Factory gate prices rose modestly in August, prompting further speculation that interest rates may have peaked.
So-called output prices, unadjusted for seasonal shifts, rose by 0.1 per cent between July and August, according to new data released by the Office for National Statistics (ONS) today.
On an annual basis output prices rose by 2.5 per cent over the year to August, broadly in line with growth that had been predicted by analysts.
Core output price inflation, which excludes volatile food, fuel, tobacco and alcohol prices, was also up by 0.2 per cent over the month and by 2.4 per cent over the year.
The modest rise in the price of manufactured goods was accompanied by a bigger-than-expected fall in producers' costs.
Factories paid 0.5 per cent less for imported raw materials in the period between July and August, on a seasonally adjusted basis.
The fall mainly reflected a drop in the price of crude oil, the ONS stressed.
Analysts said the figures suggested that inflationary pressures in the manufacturing industry appear to be easing and would fuel predictions that interest rates may now have peaked.

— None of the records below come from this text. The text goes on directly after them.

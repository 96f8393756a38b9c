pub mod error;
pub mod extractors;
pub mod routes;
pub mod state;
pub mod ws;

use axum::{
    Router,
    routing::{delete, get, post, put},
};
use state::AppState;
use tower_http::{
    cors::{Any, CorsLayer},
    trace::TraceLayer,
};

pub fn build_router(state: AppState) -> Router {
    let cors = CorsLayer::new()
        .allow_origin(Any)
        .allow_methods(Any)
        .allow_headers(Any);

    // Notification routes
    let notification_routes = Router::new()
        .route("/", get(routes::notification::list))
        .route("/", post(routes::notification::send))
        .route("/unread-count", get(routes::notification::unread_count))
        .route("/read-all", put(routes::notification::mark_all_read))
        .route("/{notification_id}", get(routes::notification::get))
        .route("/{notification_id}", delete(routes::notification::delete))
        .route("/{notification_id}/read", put(routes::notification::mark_read));

    // Preference routes
    let preference_routes = Router::new()
        .route("/", get(routes::preference::get))
        .route("/", put(routes::preference::update))
        .route("/reset", post(routes::preference::reset));

    // Template admin routes
    let template_routes = Router::new()
        .route("/", get(routes::template::list))
        .route("/", post(routes::template::upsert))
        .route("/render", post(routes::template::render))
        .route("/type/{type_name}", get(routes::template::list_by_type))
        .route("/{template_id}", get(routes::template::get))
        .route("/{template_id}", put(routes::template::update))
        .route("/{template_id}", delete(routes::template::delete))
        .route("/{template_id}/rollback", post(routes::template::rollback));

    // Device token routes
    let device_routes = Router::new()
        .route("/", get(routes::device_token::list))
        .route("/", post(routes::device_token::register))
        .route("/", delete(routes::device_token::deactivate_all))
        .route("/stats", get(routes::device_token::stats))
        .route("/{token_id}", delete(routes::device_token::deactivate));

    // Public unsubscribe (token is the credential)
    let unsubscribe_routes = Router::new()
        .route("/{token}", get(routes::preference::unsubscribe))
        .route("/{token}", post(routes::preference::unsubscribe));

    // Compose API
    let api = Router::new()
        .nest("/notification", notification_routes)
        .nest("/preference", preference_routes)
        .nest("/template", template_routes)
        .nest("/device", device_routes)
        .nest("/unsubscribe", unsubscribe_routes);

    // Health check
    let health = Router::new().route("/health", get(health_check));

    Router::new()
        .nest("/api", api)
        .merge(health)
        .route("/ws", get(ws::handler::ws_upgrade))
        .layer(TraceLayer::new_for_http())
        .layer(cors)
        .with_state(state)
}

async fn health_check() -> axum::Json<serde_json::Value> {
    axum::Json(serde_json::json!({
        "status": "ok",
        "version": env!("CARGO_PKG_VERSION"),
    }))
}
use jsonwebtoken::{decode, DecodingKey, Validation};
use serde::{Deserialize, Serialize};
use thiserror::Error;
use worklink_config::JwtSettings;

#[derive(Debug, Error)]
pub enum AuthError {
    #[error("Token expired")]
    TokenExpired,
    #[error("Invalid token: {0}")]
    InvalidToken(String),
}

/// Claims issued by the platform's auth service. This crate only verifies;
/// issuing tokens is the surrounding CRUD layer's concern.
#[derive(Debug, Clone, Serialize, Deserialize)]
pub struct Claims {
    pub sub: String, // user_id
    pub email: String,
    pub iat: i64,
    pub exp: i64,
    pub iss: String,
}

pub struct AuthService {
    decoding_key: DecodingKey,
    validation: Validation,
}

impl AuthService {
    pub fn new(jwt_settings: &JwtSettings) -> Self {
        let decoding_key = DecodingKey::from_secret(jwt_settings.secret.as_bytes());
        let mut validation = Validation::default();
        validation.set_issuer(&[jwt_settings.issuer.clone()]);
        Self {
            decoding_key,
            validation,
        }
    }

    pub fn verify_access_token(&self, token: &str) -> Result<Claims, AuthError> {
        decode::<Claims>(token, &self.decoding_key, &self.validation)
            .map(|data| data.claims)
            .map_err(|e| match e.kind() {
                jsonwebtoken::errors::ErrorKind::ExpiredSignature => AuthError::TokenExpired,
                _ => AuthError::InvalidToken(e.to_string()),
            })
    }
}
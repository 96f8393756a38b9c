use axum::{
    extract::FromRequestParts,
    http::{header, request::Parts},
};
use bson::oid::ObjectId;
use worklink_services::auth::Claims;

use crate::{error::ApiError, state::AppState};

/// Extracts the authenticated user from JWT (cookie or Authorization header)
#[derive(Debug, Clone)]
pub struct AuthUser {
    pub user_id: ObjectId,
    pub email: String,
    pub claims: Claims,
}

impl<S> FromRequestParts<S> for AuthUser
where
    AppState: FromRef<S>,
    S: Send + Sync,
{
    type Rejection = ApiError;

    async fn from_request_parts(parts: &mut Parts, state: &S) -> Result<Self, Self::Rejection> {
        let app_state = AppState::from_ref(state);

        // Try Authorization header first
        let token = parts
            .headers
            .get(header::AUTHORIZATION)
            .and_then(|v| v.to_str().ok())
            .and_then(|v| v.strip_prefix("Bearer "))
            .map(|s| s.to_string())
            // Then try cookie
            .or_else(|| {
                parts
                    .headers
                    .get(header::COOKIE)
                    .and_then(|v| v.to_str().ok())
                    .and_then(|cookies| {
                        cookies.split(';').find_map(|cookie| {
                            let cookie = cookie.trim();
                            cookie
                                .strip_prefix("access_token=")
                                .map(|s| s.to_string())
                        })
                    })
            })
            .ok_or_else(|| ApiError::Unauthorized("No token provided".to_string()))?;

        let claims = app_state.auth.verify_access_token(&token)?;

        let user_id = ObjectId::parse_str(&claims.sub)
            .map_err(|_| ApiError::Unauthorized("Invalid user ID in token".to_string()))?;

        Ok(AuthUser {
            user_id,
            email: claims.email.clone(),
            claims,
        })
    }
}

/// Helper trait for extracting AppState from composite state types
pub trait FromRef<T> {
    fn from_ref(input: &T) -> Self;
}

impl FromRef<AppState> for AppState {
    fn from_ref(input: &AppState) -> Self {
        input.clone()
    }
}
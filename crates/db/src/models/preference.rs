use std::collections::HashMap;

use bson::{oid::ObjectId, DateTime};
use serde::{Deserialize, Serialize};

use super::notification::Channel;

/// Per-user notification settings. Exactly one document per user (unique
/// index on `user_id`), created lazily with defaults on first access.
#[derive(Debug, Clone, Serialize, Deserialize)]
pub struct NotificationPreference {
    #[serde(rename = "_id", skip_serializing_if = "Option::is_none")]
    pub id: Option<ObjectId>,
    pub user_id: ObjectId,
    #[serde(default = "default_true")]
    pub in_app_enabled: bool,
    #[serde(default = "default_true")]
    pub email_enabled: bool,
    #[serde(default = "default_true")]
    pub push_enabled: bool,
    #[serde(default)]
    pub sms_enabled: bool,
    #[serde(default)]
    pub quiet_hours: QuietHours,
    #[serde(default)]
    pub email_digest: DigestFrequency,
    /// Per-type channel overrides keyed by `NotificationType::as_str()`.
    /// An absent entry or an absent channel field means the channel-level
    /// toggle applies.
    #[serde(default)]
    pub type_preferences: HashMap<String, TypeChannelOverrides>,
    /// Opaque tokens for one-click unsubscribe links (unique indexes).
    pub email_unsubscribe_token: String,
    pub sms_unsubscribe_token: String,
    pub created_at: DateTime,
    pub updated_at: DateTime,
}

impl NotificationPreference {
    pub const COLLECTION: &'static str = "notification_preferences";

    pub fn channel_enabled(&self, channel: Channel) -> bool {
        match channel {
            Channel::InApp => self.in_app_enabled,
            Channel::Email => self.email_enabled,
            Channel::Push => self.push_enabled,
            Channel::Sms => self.sms_enabled,
        }
    }

    /// Type-specific override for a channel, if one is set.
    pub fn type_override(&self, type_key: &str, channel: Channel) -> Option<bool> {
        self.type_preferences.get(type_key).and_then(|o| match channel {
            Channel::InApp => o.in_app,
            Channel::Email => o.email,
            Channel::Push => o.push,
            Channel::Sms => o.sms,
        })
    }
}

fn default_true() -> bool {
    true
}

#[derive(Debug, Clone, Default, Serialize, Deserialize)]
pub struct TypeChannelOverrides {
    #[serde(skip_serializing_if = "Option::is_none")]
    pub in_app: Option<bool>,
    #[serde(skip_serializing_if = "Option::is_none")]
    pub email: Option<bool>,
    #[serde(skip_serializing_if = "Option::is_none")]
    pub push: Option<bool>,
    #[serde(skip_serializing_if = "Option::is_none")]
    pub sms: Option<bool>,
}

/// A daily window during which non-urgent delivery is suppressed.
/// `start > end` wraps past midnight.
#[derive(Debug, Clone, Serialize, Deserialize)]
pub struct QuietHours {
    #[serde(default)]
    pub enabled: bool,
    /// "HH:MM", local to `timezone`.
    pub start: String,
    pub end: String,
    /// IANA timezone name, e.g. "Europe/Berlin".
    pub timezone: String,
}

impl Default for QuietHours {
    fn default() -> Self {
        Self {
            enabled: false,
            start: "22:00".to_string(),
            end: "08:00".to_string(),
            timezone: "UTC".to_string(),
        }
    }
}

#[derive(Debug, Clone, Copy, PartialEq, Eq, Serialize, Deserialize, Default)]
#[serde(rename_all = "snake_case")]
pub enum DigestFrequency {
    #[default]
    Immediate,
    Daily,
    Weekly,
    Never,
}
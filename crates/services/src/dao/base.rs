use bson::{doc, oid::ObjectId, Document};
use mongodb::{Collection, Database};
use serde::{Deserialize, Serialize};
use thiserror::Error;
use tracing::debug;

#[derive(Debug, Error)]
pub enum DaoError {
    #[error("MongoDB error: {0}")]
    Mongo(#[from] mongodb::error::Error),
    #[error("BSON serialization error: {0}")]
    BsonSer(#[from] bson::ser::Error),
    #[error("BSON deserialization error: {0}")]
    BsonDe(#[from] bson::de::Error),
    #[error("Entity not found")]
    NotFound,
    #[error("Duplicate key: {0}")]
    DuplicateKey(String),
    #[error("Validation: {0}")]
    Validation(String),
}

impl DaoError {
    pub fn is_duplicate_key(&self) -> bool {
        matches!(self, DaoError::DuplicateKey(_))
    }
}

pub type DaoResult<T> = Result<T, DaoError>;

#[derive(Debug, Clone, Serialize, Deserialize)]
pub struct PaginationParams {
    #[serde(default = "default_page")]
    pub page: u64,
    #[serde(default = "default_per_page")]
    pub per_page: u64,
}

impl PaginationParams {
    /// Caller-supplied values normalized for querying: page and per_page are
    /// both at least 1, so skip/limit math and the page-count division are
    /// always well defined.
    pub fn clamped(&self) -> PaginationParams {
        PaginationParams {
            page: self.page.max(1),
            per_page: self.per_page.max(1),
        }
    }
}

impl Default for PaginationParams {
    fn default() -> Self {
        Self {
            page: default_page(),
            per_page: default_per_page(),
        }
    }
}

fn default_page() -> u64 {
    1
}

fn default_per_page() -> u64 {
    25
}

#[derive(Debug, Clone, Serialize, Deserialize)]
pub struct PaginatedResult<T> {
    pub items: Vec<T>,
    pub total: u64,
    pub page: u64,
    pub per_page: u64,
    pub total_pages: u64,
}

pub struct BaseDao<T: Send + Sync> {
    collection: Collection<T>,
}

impl<T> BaseDao<T>
where
    T: Serialize + for<'de> Deserialize<'de> + Unpin + Send + Sync,
{
    pub fn new(db: &Database, collection_name: &str) -> Self {
        Self {
            collection: db.collection::<T>(collection_name),
        }
    }

    pub fn collection(&self) -> &Collection<T> {
        &self.collection
    }

    pub async fn find_by_id(&self, id: ObjectId) -> DaoResult<T> {
        self.collection
            .find_one(doc! { "_id": id })
            .await?
            .ok_or(DaoError::NotFound)
    }

    /// Owner-scoped lookup; NotFound when the record exists but belongs to
    /// another user.
    pub async fn find_by_id_for_user(&self, id: ObjectId, user_id: ObjectId) -> DaoResult<T> {
        self.collection
            .find_one(doc! { "_id": id, "user_id": user_id })
            .await?
            .ok_or(DaoError::NotFound)
    }

    pub async fn find_one(&self, filter: Document) -> DaoResult<Option<T>> {
        Ok(self.collection.find_one(filter).await?)
    }

    pub async fn find_many(&self, filter: Document, sort: Option<Document>) -> DaoResult<Vec<T>> {
        let mut cursor = if let Some(sort) = sort {
            self.collection.find(filter).sort(sort).await?
        } else {
            self.collection.find(filter).await?
        };

        let mut results = Vec::new();
        use futures::TryStreamExt;
        while let Some(doc) = cursor.try_next().await? {
            results.push(doc);
        }
        Ok(results)
    }

    pub async fn find_paginated(
        &self,
        filter: Document,
        sort: Option<Document>,
        params: &PaginationParams,
    ) -> DaoResult<PaginatedResult<T>> {
        let params = params.clamped();
        let total = self.collection.count_documents(filter.clone()).await?;
        let skip = (params.page - 1) * params.per_page;

        let sort = sort.unwrap_or_else(|| doc! { "created_at": -1 });

        let mut cursor = self
            .collection
            .find(filter)
            .sort(sort)
            .skip(skip)
            .limit(params.per_page as i64)
            .await?;

        let mut items = Vec::new();
        use futures::TryStreamExt;
        while let Some(doc) = cursor.try_next().await? {
            items.push(doc);
        }

        let total_pages = total.div_ceil(params.per_page);

        Ok(PaginatedResult {
            items,
            total,
            page: params.page,
            per_page: params.per_page,
            total_pages,
        })
    }

    pub async fn insert_one(&self, doc: &T) -> DaoResult<ObjectId> {
        let result = self.collection.insert_one(doc).await.map_err(|e| {
            if let mongodb::error::ErrorKind::Write(mongodb::error::WriteFailure::WriteError(
                ref write_error,
            )) = *e.kind
            {
                if write_error.code == 11000 {
                    return DaoError::DuplicateKey(write_error.message.clone());
                }
            }
            DaoError::Mongo(e)
        })?;

        let id = result
            .inserted_id
            .as_object_id()
            .expect("inserted_id should be ObjectId");
        debug!(?id, "Inserted document");
        Ok(id)
    }

    pub async fn update_one(&self, filter: Document, update: Document) -> DaoResult<bool> {
        let result = self.collection.update_one(filter, update).await?;
        Ok(result.modified_count > 0)
    }

    pub async fn update_many(&self, filter: Document, update: Document) -> DaoResult<u64> {
        let result = self.collection.update_many(filter, update).await?;
        Ok(result.modified_count)
    }

    pub async fn update_by_id(&self, id: ObjectId, update: Document) -> DaoResult<bool> {
        self.update_one(doc! { "_id": id }, update).await
    }

    pub async fn hard_delete(&self, filter: Document) -> DaoResult<u64> {
        let result = self.collection.delete_many(filter).await?;
        Ok(result.deleted_count)
    }

    pub async fn count(&self, filter: Document) -> DaoResult<u64> {
        Ok(self.collection.count_documents(filter).await?)
    }
}

#[cfg(test)]
mod tests {
    use super::*;

    #[test]
    fn zero_pagination_values_are_clamped_to_one() {
        let params = PaginationParams { page: 0, per_page: 0 }.clamped();
        assert_eq!(params.page, 1);
        assert_eq!(params.per_page, 1);
        // The page-count division this feeds must not panic.
        assert_eq!(10u64.div_ceil(params.per_page), 10);
    }

    #[test]
    fn sane_pagination_values_pass_through() {
        let params = PaginationParams { page: 3, per_page: 25 }.clamped();
        assert_eq!(params.page, 3);
        assert_eq!(params.per_page, 25);
    }
}
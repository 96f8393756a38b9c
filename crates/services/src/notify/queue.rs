//! In-process at-least-once delivery queue.
//!
//! One queue, N worker tasks. A worker owns a job for its whole retry
//! lifecycle, so retries of one job are strictly sequential and a job is
//! never re-enqueued while an attempt is in flight. Anything implementing
//! [`JobHandler`] can sit behind it; a broker-backed queue can replace this
//! without touching the orchestrator.

use std::fmt;
use std::sync::Arc;
use std::time::Duration;

use async_trait::async_trait;
use rand::Rng;
use tokio::sync::{mpsc, Mutex};
use tracing::{debug, warn};

#[derive(Debug, Clone, PartialEq)]
pub enum JobResult {
    Done,
    /// Transient failure; retry after backoff until attempts run out.
    Retry(String),
    /// Permanent failure; skip remaining attempts.
    Abort(String),
}

#[async_trait]
pub trait JobHandler<J>: Send + Sync + 'static {
    async fn handle(&self, job: &J, attempt: u32) -> JobResult;

    /// Called exactly once when a job is given up on, after its final
    /// failing attempt or an abort.
    async fn exhausted(&self, job: &J, reason: String);

    fn retry_policy(&self, job: &J) -> RetryPolicy;
}

#[derive(Debug, Clone, Copy)]
pub struct RetryPolicy {
    pub max_attempts: u32,
    pub base_delay: Duration,
}

impl RetryPolicy {
    pub fn new(max_attempts: u32, base_delay: Duration) -> Self {
        Self {
            max_attempts: max_attempts.max(1),
            base_delay,
        }
    }

    /// Exponential backoff before the attempt after `attempt` failed, with a
    /// little jitter so herds of retries spread out.
    pub fn backoff(&self, attempt: u32) -> Duration {
        let exp = self.base_delay.saturating_mul(1u32 << (attempt - 1).min(16));
        let jitter_ceiling = (exp.as_millis() as u64 / 4).max(1);
        let jitter = rand::rng().random_range(0..jitter_ceiling);
        exp + Duration::from_millis(jitter)
    }
}

pub struct DeliveryQueue<J> {
    tx: mpsc::UnboundedSender<J>,
}

impl<J> DeliveryQueue<J>
where
    J: fmt::Debug + Send + 'static,
{
    /// Spawns `workers` tasks draining a shared queue.
    pub fn start(workers: usize, handler: Arc<dyn JobHandler<J>>) -> Self {
        let (tx, rx) = mpsc::unbounded_channel::<J>();
        let rx = Arc::new(Mutex::new(rx));

        for worker_id in 0..workers.max(1) {
            let rx = rx.clone();
            let handler = handler.clone();
            tokio::spawn(async move {
                loop {
                    let job = { rx.lock().await.recv().await };
                    let Some(job) = job else {
                        debug!(worker_id, "Delivery queue closed, worker exiting");
                        break;
                    };
                    run_job(&*handler, job, worker_id).await;
                }
            });
        }

        Self { tx }
    }

    /// Hands a job to the worker pool. Fails only when the pool is gone,
    /// which a caller reports as an enqueue error for that channel.
    pub fn enqueue(&self, job: J) -> Result<(), String> {
        self.tx
            .send(job)
            .map_err(|_| "delivery queue is shut down".to_string())
    }
}

async fn run_job<J: fmt::Debug + 'static>(handler: &dyn JobHandler<J>, job: J, worker_id: usize) {
    let policy = handler.retry_policy(&job);

    for attempt in 1..=policy.max_attempts {
        match handler.handle(&job, attempt).await {
            JobResult::Done => return,
            JobResult::Abort(reason) => {
                warn!(worker_id, ?job, %reason, "Job aborted");
                handler.exhausted(&job, reason).await;
                return;
            }
            JobResult::Retry(reason) => {
                if attempt == policy.max_attempts {
                    warn!(worker_id, ?job, %reason, attempt, "Job exhausted retries");
                    handler.exhausted(&job, reason).await;
                    return;
                }
                let delay = policy.backoff(attempt);
                debug!(worker_id, ?job, %reason, attempt, ?delay, "Retrying job");
                tokio::time::sleep(delay).await;
            }
        }
    }
}

#[cfg(test)]
mod tests {
    use super::*;
    use std::sync::atomic::{AtomicU32, Ordering};
    use tokio::sync::Notify;

    struct FlakyHandler {
        fail_first: u32,
        attempts: AtomicU32,
        exhausted: AtomicU32,
        done: Notify,
    }

    impl FlakyHandler {
        fn new(fail_first: u32) -> Arc<Self> {
            Arc::new(Self {
                fail_first,
                attempts: AtomicU32::new(0),
                exhausted: AtomicU32::new(0),
                done: Notify::new(),
            })
        }
    }

    #[async_trait]
    impl JobHandler<&'static str> for FlakyHandler {
        async fn handle(&self, _job: &&'static str, _attempt: u32) -> JobResult {
            let n = self.attempts.fetch_add(1, Ordering::SeqCst) + 1;
            if n <= self.fail_first {
                JobResult::Retry("transient".into())
            } else {
                self.done.notify_one();
                JobResult::Done
            }
        }

        async fn exhausted(&self, _job: &&'static str, _reason: String) {
            self.exhausted.fetch_add(1, Ordering::SeqCst);
            self.done.notify_one();
        }

        fn retry_policy(&self, _job: &&'static str) -> RetryPolicy {
            RetryPolicy::new(3, Duration::from_millis(1))
        }
    }

    struct AbortingHandler {
        attempts: AtomicU32,
        exhausted: AtomicU32,
        done: Notify,
    }

    #[async_trait]
    impl JobHandler<&'static str> for AbortingHandler {
        async fn handle(&self, _job: &&'static str, _attempt: u32) -> JobResult {
            self.attempts.fetch_add(1, Ordering::SeqCst);
            JobResult::Abort("invalid target".into())
        }

        async fn exhausted(&self, _job: &&'static str, _reason: String) {
            self.exhausted.fetch_add(1, Ordering::SeqCst);
            self.done.notify_one();
        }

        fn retry_policy(&self, _job: &&'static str) -> RetryPolicy {
            RetryPolicy::new(3, Duration::from_millis(1))
        }
    }

    #[tokio::test]
    async fn retries_then_succeeds() {
        let handler = FlakyHandler::new(2);
        let queue = DeliveryQueue::start(2, handler.clone());
        queue.enqueue("job").unwrap();

        handler.done.notified().await;
        assert_eq!(handler.attempts.load(Ordering::SeqCst), 3);
        assert_eq!(handler.exhausted.load(Ordering::SeqCst), 0);
    }

    #[tokio::test]
    async fn exhausts_after_max_attempts() {
        let handler = FlakyHandler::new(10);
        let queue = DeliveryQueue::start(1, handler.clone());
        queue.enqueue("job").unwrap();

        handler.done.notified().await;
        assert_eq!(handler.attempts.load(Ordering::SeqCst), 3);
        assert_eq!(handler.exhausted.load(Ordering::SeqCst), 1);
    }

    #[tokio::test]
    async fn abort_skips_remaining_attempts() {
        let handler = Arc::new(AbortingHandler {
            attempts: AtomicU32::new(0),
            exhausted: AtomicU32::new(0),
            done: Notify::new(),
        });
        let queue = DeliveryQueue::start(1, handler.clone());
        queue.enqueue("job").unwrap();

        handler.done.notified().await;
        assert_eq!(handler.attempts.load(Ordering::SeqCst), 1);
        assert_eq!(handler.exhausted.load(Ordering::SeqCst), 1);
    }

    #[test]
    fn backoff_grows_exponentially() {
        let policy = RetryPolicy::new(3, Duration::from_millis(100));
        let first = policy.backoff(1);
        let second = policy.backoff(2);
        assert!(first >= Duration::from_millis(100));
        assert!(second >= Duration::from_millis(200));
    }
}
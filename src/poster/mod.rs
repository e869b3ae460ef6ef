pub(crate) mod decor;
pub(crate) mod page;
pub(crate) mod preset;
pub(crate) mod service;
pub(crate) mod theme;
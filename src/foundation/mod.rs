pub(crate) mod error;
pub(crate) mod html;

The Bank of England last week announced its decision to keep interest rates on hold at 5.75 per cent, but in a statement expressed concern that indicators of pricing pressures remain "somewhat elevated".
Amid continuing output growth, monetary policymakers have been concerned that manufacturers could raise charges for their products, thus fuelling consumer price inflation.
Investec economist Philip Shaw said that output price inflation would probably need to moderate further in the medium term in order to ensure that the Bank's target, of keeping inflation below two per cent, was met.
But he added: "The bigger picture remains that UK rates have peaked."